A last will and testament is just one of the legal documents that you should have in place to help your loved ones know what your wishes are, if you cannot say so yourself, advises CNBC’s recent article entitled, “Here’s what you need to know about creating a will.” In this pandemic, the coronavirus may have you thinking more about your mortality.

Despite COVID-19, it is important to ponder what would happen to your bank accounts, your home, your belongings or even your minor children, if you are no longer here. You should prepare a will, if you do not already have one. It is also important to update your will, if it is been written.

If you do not have a valid will, your property will pass on to your heirs by law. These individuals may or may not be who you would have provided for in a will. If you pass away with no will —dying intestate — a state court decides who gets your assets and, if you have children, a judge says who will care for them.
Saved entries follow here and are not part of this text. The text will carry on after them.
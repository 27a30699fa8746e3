//! Primary `.zip` package writer.
//!
//! Entries are streamed into `<output>.partial` on a worker thread. Only after
//! the central directory is written and the file is synced and closed is the
//! partial file renamed to its final name and completion signalled. On any
//! failure the partial file is removed, so a `.zip` under `packages/` is
//! always complete.

use std::fs::{self, File};
use std::io;
use std::path::{Path, PathBuf};
use std::thread;

use zip::write::SimpleFileOptions;
use zip::{CompressionMethod, ZipWriter};

use super::filesystem::{atomic_move, remove_file_if_exists, sha256_file};
use super::{ArchiveReport, ArchiveRequest, ArchiveSink, PendingArchive};
use crate::error::{PackError, Result};

/// Writes deflate-compressed zip archives.
#[derive(Debug, Clone, Copy, Default)]
pub struct ZipArchiveBuilder;

impl ArchiveSink for ZipArchiveBuilder {
    fn start(&self, request: ArchiveRequest) -> Result<PendingArchive> {
        if let Some(parent) = request.output.parent() {
            fs::create_dir_all(parent).map_err(|e| PackError::io(parent, e))?;
        }

        let output = request.output.clone();
        let (sender, pending) = PendingArchive::channel(&output);
        let worker = thread::Builder::new()
            .name("zip-writer".to_string())
            .spawn(move || {
                let _ = sender.send(write_zip(&request));
            })
            .map_err(|e| PackError::archive_write(&output, e))?;

        Ok(pending.with_worker(worker))
    }
}

/// Write `request` synchronously and seal it under its final name.
pub fn write_zip(request: &ArchiveRequest) -> Result<ArchiveReport> {
    let partial = partial_path(&request.output);

    if let Err(err) = write_entries(&partial, request) {
        let _ = remove_file_if_exists(&partial);
        return Err(err);
    }

    if let Err(err) = atomic_move(&partial, &request.output) {
        let _ = remove_file_if_exists(&partial);
        return Err(PackError::archive_write(
            &request.output,
            format!("moving '{}' into place: {}", partial.display(), err),
        ));
    }

    let (sha256, size_bytes) = sha256_file(&request.output)
        .map_err(|e| PackError::archive_write(&request.output, format!("hashing: {}", e)))?;

    tracing::info!(
        archive = %request.output.display(),
        entries = request.entries.len(),
        size_bytes,
        "wrote archive"
    );

    Ok(ArchiveReport {
        path: request.output.clone(),
        entries: request.entries.len(),
        size_bytes,
        sha256,
    })
}

fn write_entries(partial: &Path, request: &ArchiveRequest) -> Result<()> {
    let output = &request.output;
    let fail = |what: String| PackError::archive_write(output, what);

    let file = File::create(partial)
        .map_err(|e| fail(format!("creating '{}': {}", partial.display(), e)))?;
    let mut zip = ZipWriter::new(file);

    for entry in &request.entries {
        let mut source = File::open(&entry.source)
            .map_err(|e| fail(format!("opening '{}': {}", entry.source.display(), e)))?;
        let options = entry_options(&source, request.compression_level)
            .map_err(|e| fail(format!("reading '{}': {}", entry.source.display(), e)))?;

        zip.start_file(entry.destination.as_str(), options)
            .map_err(|e| fail(format!("adding '{}': {}", entry.destination, e)))?;
        io::copy(&mut source, &mut zip)
            .map_err(|e| fail(format!("streaming '{}': {}", entry.source.display(), e)))?;

        tracing::debug!(
            source = %entry.source.display(),
            destination = %entry.destination,
            "added entry"
        );
    }

    let file = zip
        .finish()
        .map_err(|e| fail(format!("finalizing: {}", e)))?;
    file.sync_all()
        .map_err(|e| fail(format!("flushing '{}': {}", partial.display(), e)))?;
    Ok(())
}

/// Deflate at `level`, keeping the source's permission bits on unix.
fn entry_options(source: &File, level: i64) -> io::Result<SimpleFileOptions> {
    let options = SimpleFileOptions::default()
        .compression_method(CompressionMethod::Deflated)
        .compression_level(Some(level));

    #[cfg(unix)]
    {
        use std::os::unix::fs::PermissionsExt;
        let mode = source.metadata()?.permissions().mode();
        Ok(options.unix_permissions(mode))
    }
    #[cfg(not(unix))]
    {
        let _ = source.metadata()?;
        Ok(options)
    }
}

fn partial_path(output: &Path) -> PathBuf {
    let mut name = output.as_os_str().to_os_string();
    name.push(".partial");
    PathBuf::from(name)
}

#[cfg(test)]
mod tests {
    use super::*;
    use crate::layout::ArchiveEntry;
    use std::io::Read;
    use tempfile::TempDir;
    use zip::ZipArchive;

    fn entry(source: PathBuf, destination: &str) -> ArchiveEntry {
        ArchiveEntry {
            source,
            destination: destination.to_string(),
        }
    }

    fn read_back(path: &Path) -> Vec<(String, Vec<u8>)> {
        let mut archive = ZipArchive::new(File::open(path).unwrap()).unwrap();
        (0..archive.len())
            .map(|i| {
                let mut file = archive.by_index(i).unwrap();
                let mut bytes = Vec::new();
                file.read_to_end(&mut bytes).unwrap();
                (file.name().to_string(), bytes)
            })
            .collect()
    }

    #[test]
    fn entries_read_back_identical_and_in_order() {
        let temp = TempDir::new().unwrap();
        let bin = temp.path().join("launchui");
        let lib = temp.path().join("libnode.so.91");
        fs::write(&bin, b"\x7fELF binary").unwrap();
        fs::write(&lib, vec![7u8; 100_000]).unwrap();
        let output = temp.path().join("packages/launchui-v1.0.0-linux-x64.zip");

        let pending = ZipArchiveBuilder
            .start(ArchiveRequest {
                output: output.clone(),
                entries: vec![
                    entry(bin.clone(), "launchui"),
                    entry(lib.clone(), "libnode.so.91"),
                    entry(bin, "app/copy-of-launchui"),
                ],
                compression_level: 9,
            })
            .unwrap();
        let report = pending.wait().unwrap();

        assert_eq!(report.path, output);
        assert_eq!(report.entries, 3);
        assert_eq!(report.size_bytes, fs::metadata(&output).unwrap().len());
        assert_eq!(report.sha256.len(), 64);

        let contents = read_back(&output);
        assert_eq!(contents[0], ("launchui".to_string(), b"\x7fELF binary".to_vec()));
        assert_eq!(contents[1], ("libnode.so.91".to_string(), vec![7u8; 100_000]));
        assert_eq!(contents[2].0, "app/copy-of-launchui");
        assert!(!partial_path(&output).exists());
    }

    #[test]
    fn missing_source_discards_partial_archive() {
        let temp = TempDir::new().unwrap();
        let present = temp.path().join("present");
        fs::write(&present, "x").unwrap();
        let output = temp.path().join("packages/broken.zip");

        let err = ZipArchiveBuilder
            .start(ArchiveRequest {
                output: output.clone(),
                entries: vec![
                    entry(present, "present"),
                    entry(temp.path().join("absent"), "absent"),
                ],
                compression_level: 9,
            })
            .unwrap()
            .wait()
            .unwrap_err();

        assert!(matches!(err, PackError::ArchiveWrite { .. }));
        assert!(!output.exists());
        assert!(!partial_path(&output).exists());
    }

    #[test]
    fn creates_missing_output_directory() {
        let temp = TempDir::new().unwrap();
        let output = temp.path().join("a/b/c/empty.zip");

        let report = write_zip(&ArchiveRequest {
            output: output.clone(),
            entries: vec![],
            compression_level: 1,
        });
        // write_zip itself does not create directories; the sink does.
        assert!(report.is_err());

        ZipArchiveBuilder
            .start(ArchiveRequest {
                output: output.clone(),
                entries: vec![],
                compression_level: 1,
            })
            .unwrap()
            .wait()
            .unwrap();
        assert!(output.is_file());
    }

    #[cfg(unix)]
    #[test]
    fn preserves_executable_bit() {
        use std::os::unix::fs::PermissionsExt;

        let temp = TempDir::new().unwrap();
        let bin = temp.path().join("launchui");
        fs::write(&bin, "#!/bin/sh\n").unwrap();
        fs::set_permissions(&bin, fs::Permissions::from_mode(0o755)).unwrap();
        let output = temp.path().join("exec.zip");

        write_zip(&ArchiveRequest {
            output: output.clone(),
            entries: vec![entry(bin, "launchui")],
            compression_level: 9,
        })
        .unwrap();

        let mut archive = ZipArchive::new(File::open(&output).unwrap()).unwrap();
        let mode = archive.by_name("launchui").unwrap().unix_mode().unwrap();
        assert_eq!(mode & 0o777, 0o755);
    }

    #[test]
    fn partial_path_appends_suffix() {
        assert_eq!(
            partial_path(Path::new("packages/a.zip")),
            PathBuf::from("packages/a.zip.partial")
        );
    }
}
As a result, if you have an unmarried partner or a favorite charity but have no legal no will, your assets may not go to them.

The courts will typically pass on assets to your closest blood relatives, despite the fact that it would not have been your first choice.

Your will is just one part of a complete estate plan. Putting a plan in place for your assets helps ensure that at your death, your wishes will be carried out and that family fights and hurt feelings do not make for destroyed relationships.

There are some assets that pass outside of the will, such as retirement accounts, 401(k) plans, pensions, IRAs and life insurance policies.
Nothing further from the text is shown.